## What is expected
Every line below between the one holding "its event receiver." and the one holding "let _ = event_tx.send(StreamEvent::Ready).await;", inclusive, should be copied exactly, and no other line.

*****

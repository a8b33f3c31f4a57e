//! Configuration module - environment variable parsing

use std::env;
use std::path::PathBuf;

/// Lowest selectable tunnel complexity
pub const MIN_COMPLEXITY: u32 = 1;
/// Highest selectable tunnel complexity
pub const MAX_COMPLEXITY: u32 = 10;

/// Application configuration loaded from environment variables
#[derive(Clone, Debug)]
pub struct Config {
    /// Base URL of the tunnel backend HTTP API
    pub api_base_url: String,
    /// Base URL of the coordinate stream WebSocket endpoint
    pub ws_base_url: String,
    /// Log level (trace, debug, info, warn, error)
    pub log_level: String,
    /// Path of the local scoreboard file
    pub scoreboard_path: PathBuf,
    /// Player name sent during session registration
    pub player_name: String,
    /// Tunnel complexity (1..=10)
    pub complexity: u32,
}

impl Config {
    /// Load configuration from environment variables
    pub fn from_env() -> Result<Self, ConfigError> {
        let complexity = match env::var("COMPLEXITY") {
            Ok(raw) => raw
                .parse::<u32>()
                .ok()
                .filter(|c| (MIN_COMPLEXITY..=MAX_COMPLEXITY).contains(c))
                .ok_or(ConfigError::InvalidComplexity)?,
            Err(_) => MIN_COMPLEXITY,
        };

        Ok(Self {
            api_base_url: trim_trailing_slash(
                env::var("API_BASE_URL").map_err(|_| ConfigError::Missing("API_BASE_URL"))?,
            ),
            ws_base_url: trim_trailing_slash(
                env::var("WS_BASE_URL").map_err(|_| ConfigError::Missing("WS_BASE_URL"))?,
            ),

            log_level: env::var("LOG_LEVEL").unwrap_or_else(|_| "info".to_string()),

            scoreboard_path: env::var("SCOREBOARD_PATH")
                .unwrap_or_else(|_| "scoreboard.json".to_string())
                .into(),

            player_name: env::var("PLAYER_NAME").unwrap_or_else(|_| "pilot".to_string()),

            complexity,
        })
    }

    /// Full URL of the coordinate stream endpoint
    pub fn cave_stream_url(&self) -> String {
        format!("{}/cave", self.ws_base_url)
    }
}

fn trim_trailing_slash(url: String) -> String {
    url.trim_end_matches('/').to_string()
}

/// Configuration errors
#[derive(Debug, thiserror::Error)]
pub enum ConfigError {
    #[error("Missing required environment variable: {0}")]
    Missing(&'static str),

    #[error("COMPLEXITY must be an integer between {MIN_COMPLEXITY} and {MAX_COMPLEXITY}")]
    InvalidComplexity,
}
//! Coordinate stream client
//!
//! [`CoordinateStream`] owns one WebSocket connection to the tunnel backend.
//! Inbound payloads are parsed and forwarded as [`StreamEvent`]s on a
//! bounded channel by a background reader task; the write half stays with
//! the owner for the session hello. At most one connection is open at a
//! time: connecting again tears the previous one down first.

use futures::stream::{SplitSink, SplitStream};
use futures::{SinkExt, StreamExt};
use tokio::net::TcpStream;
use tokio::sync::mpsc;
use tokio::task::JoinHandle;
use tokio_tungstenite::tungstenite::{self, Message};
use tokio_tungstenite::{connect_async, MaybeTlsStream, WebSocketStream};
use tracing::{debug, error, warn};

use crate::game::WallSegment;
use crate::ws::protocol::{parse_payload, ProtocolError, StreamPayload};

/// Capacity of the event channel between the reader task and the consumer
const EVENT_CHANNEL_CAPACITY: usize = 256;

type WsSink = SplitSink<WebSocketStream<MaybeTlsStream<TcpStream>>, Message>;
type WsStream = SplitStream<WebSocketStream<MaybeTlsStream<TcpStream>>>;

/// Events emitted by the coordinate stream
#[derive(Debug)]
pub enum StreamEvent {
    /// The channel is established; the session hello may be sent now.
    /// Emitted exactly once, before any segment.
    Ready,
    /// One wall-offset pair in traversal order
    Segment(WallSegment),
    /// The terminal sentinel arrived; no further segments will follow.
    Finished,
    /// Transport or protocol failure; the stream is dead.
    Error(StreamError),
}

/// Coordinate stream errors
#[derive(Debug, thiserror::Error)]
pub enum StreamError {
    #[error("WebSocket connect failed: {0}")]
    Connect(#[source] Box<tungstenite::Error>),

    #[error("WebSocket transport error: {0}")]
    Transport(#[source] Box<tungstenite::Error>),

    #[error(transparent)]
    Protocol(#[from] ProtocolError),

    #[error("No coordinate stream is open")]
    NotConnected,
}

struct ActiveStream {
    sink: WsSink,
    reader: JoinHandle<()>,
}

/// Owned WebSocket client for the coordinate stream
#[derive(Default)]
pub struct CoordinateStream {
    inner: Option<ActiveStream>,
}

impl CoordinateStream {
    pub fn new() -> Self {
        Self::default()
    }

    /// Open the stream and return its event receiver.
    ///
    /// An already-open connection is closed first, so a session can never
    /// leak a second one.
    pub async fn connect(
        &mut self,
        url: &str,
    ) -> Result<mpsc::Receiver<StreamEvent>, StreamError> {
        self.disconnect().await;

        let (socket, _response) = connect_async(url)
            .await
            .map_err(|e| StreamError::Connect(Box::new(e)))?;
        debug!(url, "Coordinate stream connected");

        let (sink, stream) = socket.split();
        let (event_tx, event_rx) = mpsc::channel(EVENT_CHANNEL_CAPACITY);

        // Ready precedes every segment; this is the hello synchronization
        // point. The channel was just created, so the send cannot fail.
        let _ = event_tx.send(StreamEvent::Ready).await;

        let reader = tokio::spawn(read_loop(stream, event_tx));
        self.inner = Some(ActiveStream { sink, reader });

        Ok(event_rx)
    }

    /// Send one text message over the open stream
    pub async fn send(&mut self, text: String) -> Result<(), StreamError> {
        let active = self.inner.as_mut().ok_or(StreamError::NotConnected)?;
        active
            .sink
            .send(Message::Text(text))
            .await
            .map_err(|e| StreamError::Transport(Box::new(e)))
    }

    /// Tear the stream down. Idempotent; safe to call on every exit path.
    pub async fn disconnect(&mut self) {
        if let Some(mut active) = self.inner.take() {
            let _ = active.sink.send(Message::Close(None)).await;
            let _ = active.sink.close().await;
            active.reader.abort();
            debug!("Coordinate stream disconnected");
        }
    }
}

/// Forward inbound payloads as events until the sentinel, a failure, or the
/// consumer goes away.
async fn read_loop(mut stream: WsStream, events: mpsc::Sender<StreamEvent>) {
    while let Some(result) = stream.next().await {
        match result {
            Ok(Message::Text(text)) => match parse_payload(&text) {
                Ok(StreamPayload::Segment(segment)) => {
                    if events.send(StreamEvent::Segment(segment)).await.is_err() {
                        break;
                    }
                }
                Ok(StreamPayload::Finished) => {
                    debug!("Coordinate stream finished");
                    let _ = events.send(StreamEvent::Finished).await;
                    break;
                }
                Err(e) => {
                    // Reject policy: a malformed pair kills the session
                    // rather than risk NaN geometry.
                    error!(error = %e, "Malformed stream payload");
                    let _ = events.send(StreamEvent::Error(e.into())).await;
                    break;
                }
            },
            Ok(Message::Binary(_)) => {
                warn!("Received binary message, ignoring");
            }
            Ok(Message::Close(_)) => {
                debug!("Server closed the coordinate stream");
                break;
            }
            Ok(_) => {} // ping/pong/raw frames
            Err(e) => {
                let _ = events
                    .send(StreamEvent::Error(StreamError::Transport(Box::new(e))))
                    .await;
                break;
            }
        }
    }
}
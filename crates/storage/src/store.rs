//! ClassStore: per-class collection + record index kept in lock-step
//!
//! ## Invariant
//!
//! A record is in the index if and only if it is in the collection, keyed
//! by the [`IdKey`] of its current id. Every mutating method updates both
//! structures in the same call; neither is reachable for mutation on its own.
//!
//! The one sanctioned exception is an identity-key collision under
//! [`DuplicateIdPolicy::Overwrite`]: the newer record takes over the index
//! entry while the older one stays in the collection, reachable only by
//! enumeration. [`DuplicateIdPolicy::Reject`] refuses the second insert
//! instead.

use crate::collection::Collection;
use crate::index::RecordIndex;
use mockrecord_core::{DuplicateIdPolicy, Error, IdKey, Identified, IdentityKeyMode, Result, Value};
use tracing::{trace, warn};

/// Storage for one mocked class
#[derive(Debug)]
pub struct ClassStore<R> {
    model: String,
    mode: IdentityKeyMode,
    policy: DuplicateIdPolicy,
    index: RecordIndex<R>,
    collection: Collection<R>,
}

impl<R: Identified> ClassStore<R> {
    /// Create an empty store for `model`
    pub fn new(model: impl Into<String>, mode: IdentityKeyMode, policy: DuplicateIdPolicy) -> Self {
        Self {
            model: model.into(),
            mode,
            policy,
            index: RecordIndex::new(),
            collection: Collection::new(),
        }
    }

    /// Class name this store belongs to
    pub fn model(&self) -> &str {
        &self.model
    }

    /// Identity key mode in effect
    pub fn identity_mode(&self) -> IdentityKeyMode {
        self.mode
    }

    /// Derive the index key for an id
    pub fn key_for(&self, id: &Value) -> IdKey {
        IdKey::new(id, self.mode)
    }

    /// Persist a record: append to the collection and index it
    ///
    /// Returns `Ok(false)` without touching anything if the record is
    /// already a member.
    ///
    /// # Errors
    ///
    /// `Error::DuplicateId` when another record holds the key and the
    /// policy is `Reject`.
    pub fn insert(&mut self, record: R) -> Result<bool> {
        if self.collection.contains(&record) {
            return Ok(false);
        }

        let key = self.key_for(&record.record_id());
        if let Some(held) = self.index.get(&key) {
            match self.policy {
                DuplicateIdPolicy::Reject => {
                    return Err(Error::DuplicateId {
                        model: self.model.clone(),
                        key: key.to_string(),
                    });
                }
                DuplicateIdPolicy::Overwrite => {
                    warn!(
                        target: "mockrecord::storage",
                        model = %self.model,
                        key = %key,
                        held_id = %held.record_id(),
                        "Identity key collision, overwriting index entry"
                    );
                }
            }
        }

        trace!(target: "mockrecord::storage", model = %self.model, key = %key, "insert");
        self.collection.push(record.clone());
        self.index.put(key, record);
        Ok(true)
    }

    /// Identity lookup through the index
    pub fn find(&self, id: &Value) -> Option<R> {
        self.index.get(&self.key_for(id)).cloned()
    }

    /// Remove a record from both the collection and the index
    ///
    /// Returns `false` (and changes nothing) if the record is not a member,
    /// so removing the same record twice is harmless.
    pub fn remove(&mut self, record: &R) -> bool {
        if !self.collection.remove(record) {
            return false;
        }
        let key = self.key_for(&record.record_id());
        if self.index.delete_record(&key, record) {
            // A record displaced by a collision gets its key back
            let displaced = self
                .collection
                .iter()
                .rev()
                .find(|r| self.key_for(&r.record_id()) == key)
                .cloned();
            if let Some(displaced) = displaced {
                self.index.put(key.clone(), displaced);
            }
        }
        trace!(target: "mockrecord::storage", model = %self.model, key = %key, "remove");
        true
    }

    /// Remove every record, returning how many were removed
    pub fn clear(&mut self) -> usize {
        self.index.clear();
        self.collection.clear()
    }

    /// Check membership (by identity)
    pub fn contains(&self, record: &R) -> bool {
        self.collection.contains(record)
    }

    /// Clone the record handles in insertion order
    pub fn snapshot(&self) -> Vec<R> {
        self.collection.snapshot()
    }

    /// Borrow the collection
    pub fn collection(&self) -> &Collection<R> {
        &self.collection
    }

    /// Borrow the index
    pub fn index(&self) -> &RecordIndex<R> {
        &self.index
    }

    /// Number of live records
    pub fn len(&self) -> usize {
        self.collection.len()
    }

    /// Check if the store is empty
    pub fn is_empty(&self) -> bool {
        self.collection.is_empty()
    }

    /// Verify the index/collection invariant
    ///
    /// Every index entry must be a collection member stored under the key of
    /// its current id, and every member must either own its key or have been
    /// displaced by a colliding record.
    pub fn is_consistent(&self) -> bool {
        let index_ok = self.index.iter().all(|(key, record)| {
            self.collection.contains(record) && *key == self.key_for(&record.record_id())
        });
        let members_ok = self.collection.iter().all(|record| {
            let key = self.key_for(&record.record_id());
            match self.index.get(&key) {
                Some(held) => held.same_record(record) || self.policy == DuplicateIdPolicy::Overwrite,
                None => false,
            }
        });
        index_ok && members_ok
    }
}
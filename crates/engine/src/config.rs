//! Registry configuration
//!
//! A `MockConfig` is handed to [`ModelRegistry::with_config`](crate::ModelRegistry::with_config)
//! and applies to every class loaded into that registry. It can be built in
//! code or parsed from TOML text; reading the text from disk is left to the
//! caller.

use mockrecord_core::{DuplicateIdPolicy, Error, IdentityKeyMode, Result};
use serde::{Deserialize, Serialize};

/// Configuration for a model registry.
///
/// # Example
///
/// ```toml
/// # "stringified" (default): 1 and "1" share an index key
/// # "typed": the id's type is part of the key
/// identity_keys = "stringified"
///
/// # "overwrite" (default) or "reject"
/// duplicate_ids = "overwrite"
///
/// strict_attributes = true
/// ```
#[derive(Debug, Clone, Copy, PartialEq, Eq, Serialize, Deserialize)]
pub struct MockConfig {
    /// How record ids are turned into index keys
    #[serde(default)]
    pub identity_keys: IdentityKeyMode,
    /// What a save does when another live record holds the same key
    #[serde(default)]
    pub duplicate_ids: DuplicateIdPolicy,
    /// Reject attribute names the class does not declare
    #[serde(default = "default_strict_attributes")]
    pub strict_attributes: bool,
}

fn default_strict_attributes() -> bool {
    true
}

impl Default for MockConfig {
    fn default() -> Self {
        Self {
            identity_keys: IdentityKeyMode::default(),
            duplicate_ids: DuplicateIdPolicy::default(),
            strict_attributes: default_strict_attributes(),
        }
    }
}

impl MockConfig {
    /// Parse a config from TOML text.
    ///
    /// # Errors
    ///
    /// Returns `Error::Config` if the text is not valid TOML or names an
    /// unknown mode.
    pub fn from_toml_str(content: &str) -> Result<Self> {
        toml::from_str(content)
            .map_err(|e| Error::Config(format!("Failed to parse mock config: {}", e)))
    }

    /// Serialize this config to TOML.
    pub fn to_toml_string(&self) -> Result<String> {
        toml::to_string_pretty(self)
            .map_err(|e| Error::Config(format!("Failed to serialize mock config: {}", e)))
    }

    /// Returns the default config content with comments.
    pub fn default_toml() -> &'static str {
        r#"# mockrecord configuration
#
# Identity keys: "stringified" (default) or "typed"
#   "stringified" = ids are keyed by their string form; 1 and "1" collide
#   "typed"       = the id's type is part of the key
identity_keys = "stringified"

# Duplicate ids: "overwrite" (default) or "reject"
#   "overwrite" = the newer record takes over the index entry
#   "reject"    = saving the second record fails
duplicate_ids = "overwrite"

# Fail on attribute names the mocked class does not declare
strict_attributes = true
"#
    }
}
//! mockrecord - in-memory stand-ins for database-backed record classes
//!
//! Each mocked class keeps an ordered collection of live records plus an
//! identity index, and exposes the familiar class-level surface on top of
//! it: `create`, `find`, `find_by`, `where_`, `delete_all`, named scopes
//! and has-many associations.
//!
//! # Quick Start
//!
//! ```
//! use mockrecord::{AttributeAccess, ModelRegistry, ModelSchema, Value};
//!
//! let registry = ModelRegistry::new();
//! let users = registry
//!     .load(ModelSchema::new("User").attribute("credits", 0))
//!     .unwrap();
//!
//! let user = users.create([("credits", 5)]).unwrap();
//! assert!(users.find(user.id()).unwrap().same_record(&user));
//! assert_eq!(users.where_([("credits", 5)]).len(), 1);
//! assert_eq!(user.read_attribute("credits"), Value::Int(5));
//! ```
//!
//! # Architecture
//!
//! - `mockrecord-core`: values, attributes, identity keys, errors
//! - `mockrecord-storage`: per-class index and collection
//! - `mockrecord-engine`: records, relations, associations, scopes, registry
//!
//! Everything public is re-exported from the engine.

pub use mockrecord_engine::*;

/// Storage layer types, for callers building their own record stores
pub mod storage {
    pub use mockrecord_storage::{ClassStore, Collection, RecordIndex};
}
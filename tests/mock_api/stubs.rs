//! Stubbed instance methods and registry lifecycle

use crate::common::*;

#[test]
fn test_stub_inherited_by_child() {
    let registry = fixture_registry();
    model(&registry, "User").stub_method("display_name", |record, _| {
        Ok(Value::from(format!("user #{}", record.id())))
    });
    let child = model(&registry, "ChildModel").create(Attributes::new()).unwrap();

    let shown = child.call_mock_method(&registry, "display_name", &[]).unwrap();
    assert_eq!(shown, Value::from("user #1"));
}

#[test]
fn test_stub_receives_arguments() {
    let registry = fixture_registry();
    model(&registry, "User").stub_method("add_credits", |record, args| {
        let current = record.read_attribute("credits").as_int().unwrap_or(0);
        let extra = args.first().and_then(Value::as_int).unwrap_or(0);
        record.write_attribute("credits", Value::Int(current + extra))?;
        Ok(Value::Null)
    });
    let user = model(&registry, "User").create([("credits", 2)]).unwrap();

    user.call_mock_method(&registry, "add_credits", &[Value::Int(3)]).unwrap();
    assert_eq!(user.read_attribute("credits"), Value::Int(5));
}

#[test]
fn test_unstubbed_method_fails() {
    let registry = fixture_registry();
    let user = model(&registry, "User").create(Attributes::new()).unwrap();

    let err = user.call_mock_method(&registry, "charge", &[]).unwrap_err();
    assert_eq!(
        err,
        Error::NotStubbed {
            model: "User".to_string(),
            method: "charge".to_string(),
        }
    );
}

#[test]
fn test_reset_all_isolates_runs() {
    let registry = fixture_registry();
    define_by_credits(&registry);
    seed_users(&registry, &[1, 2]);
    model(&registry, "User").stub_method("noop", |_, _| Ok(Value::Null));

    registry.reset_all();

    let users = model(&registry, "User");
    assert_eq!(users.count(), 0);
    assert!(!users.has_stubbed_method("noop"));
    assert!(users.has_scope("by_credits"));
    assert_eq!(users.create(Attributes::new()).unwrap().id(), Value::Int(1));
    assert_eq!(registry.names(), vec!["Account", "ChildModel", "User"]);
}
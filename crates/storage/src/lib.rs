//! Storage layer for mockrecord
//!
//! This crate implements the per-class in-memory storage:
//! - RecordIndex: IdKey → record map for O(1) identity lookup
//! - Collection: ordered sequence of live records (insertion order)
//! - ClassStore: the two kept synchronized under insert/remove/clear
//!
//! Storage is generic over any [`Identified`](mockrecord_core::Identified)
//! record handle; the engine plugs in its `Record` type.

#![warn(missing_docs)]
#![warn(clippy::all)]

pub mod collection;
pub mod index;
pub mod store;
#[cfg(any(test, feature = "testing"))]
pub mod testing;

pub use collection::Collection;
pub use index::RecordIndex;
pub use store::ClassStore;
//! Relation chaining over class collections

use crate::common::*;

#[test]
fn test_all_preserves_insertion_order() {
    let registry = fixture_registry();
    seed_users(&registry, &[3, 1, 2]);

    let all = model(&registry, "User").all();
    assert_eq!(all.ids(), vec![Value::Int(1), Value::Int(2), Value::Int(3)]);
    assert_eq!(all.model(), Some("User"));
}

#[test]
fn test_relation_is_a_snapshot() {
    let registry = fixture_registry();
    let users = model(&registry, "User");
    seed_users(&registry, &[1, 1]);

    let before = users.where_([("credits", 1)]);
    users.create([("credits", 1)]).unwrap();

    assert_eq!(before.len(), 2);
    assert_eq!(users.where_([("credits", 1)]).len(), 3);
}

#[test]
fn test_all_where_matches_where() {
    let registry = fixture_registry();
    let users = model(&registry, "User");
    seed_users(&registry, &[4, 2, 4]);

    assert_eq!(users.all_where([("credits", 4)]).ids(), users.where_([("credits", 4)]).ids());
}

#[test]
fn test_membership_condition() {
    let registry = fixture_registry();
    seed_users(&registry, &[1, 2, 3, 4]);

    let picked = model(&registry, "User")
        .where_([("credits", Value::Array(vec![Value::Int(2), Value::Int(4)]))]);
    assert_eq!(picked.pluck("credits"), vec![Value::Int(2), Value::Int(4)]);
}

#[test]
fn test_chain_order_limit_sum() {
    let registry = fixture_registry();
    seed_users(&registry, &[5, 9, 1, 7]);

    let top = model(&registry, "User")
        .all()
        .where_not([("credits", 1)])
        .order_by_desc("credits")
        .limit(2);

    assert_eq!(top.pluck("credits"), vec![Value::Int(9), Value::Int(7)]);
    assert_eq!(top.sum("credits"), Value::Int(16));
    assert_eq!(top.first().unwrap().id(), Value::Int(2));
}

#[test]
fn test_relation_find_within_subset() {
    let registry = fixture_registry();
    seed_users(&registry, &[1, 2]);
    let subset = model(&registry, "User").where_([("credits", 2)]);

    assert!(subset.find(2).is_ok());
    assert!(subset.find(1).unwrap_err().is_not_found());
}

#[test]
fn test_relation_delete_all() {
    let registry = fixture_registry();
    let users = model(&registry, "User");
    seed_users(&registry, &[1, 2, 1]);

    let ones = users.where_([("credits", 1)]);
    assert_eq!(ones.delete_all(&registry).unwrap(), 2);
    // Already-deleted records are skipped
    assert_eq!(ones.delete_all(&registry).unwrap(), 0);
    assert_eq!(users.count(), 1);
}

#[test]
fn test_relation_find_agrees_with_model_find() {
    let registry = fixture_registry();
    let users = model(&registry, "User");
    let record = users.create(Attributes::new()).unwrap();

    // Stringified keys: "1" names the record with id 1 in both lookups
    assert!(users.find("1").unwrap().same_record(&record));
    assert!(users.all().find("1").unwrap().same_record(&record));
    assert!(users.all().find(1).unwrap().same_record(&record));
}

#[test]
fn test_relation_find_with_typed_keys() {
    let registry = fixture_registry_with(MockConfig {
        identity_keys: IdentityKeyMode::Typed,
        ..MockConfig::default()
    });
    let users = model(&registry, "User");
    let record = users.create(Attributes::new()).unwrap();

    assert!(users.find("1").unwrap_err().is_not_found());
    assert!(users.all().find("1").unwrap_err().is_not_found());
    assert!(users.all().find(1).unwrap().same_record(&record));
}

*****

## Result of the task
    /// Open the stream and return its event receiver.
    ///
    /// An already-open connection is closed first, so a session can never
    /// leak a second one.
    pub async fn connect(
        &mut self,
        url: &str,
    ) -> Result<mpsc::Receiver<StreamEvent>, StreamError> {
        self.disconnect().await;

        let (socket, _response) = connect_async(url)
            .await
            .map_err(|e| StreamError::Connect(Box::new(e)))?;
        debug!(url, "Coordinate stream connected");

        let (sink, stream) = socket.split();
        let (event_tx, event_rx) = mpsc::channel(EVENT_CHANNEL_CAPACITY);

        // Ready precedes every segment; this is the hello synchronization
        // point. The channel was just created, so the send cannot fail.
        let _ = event_tx.send(StreamEvent::Ready).await;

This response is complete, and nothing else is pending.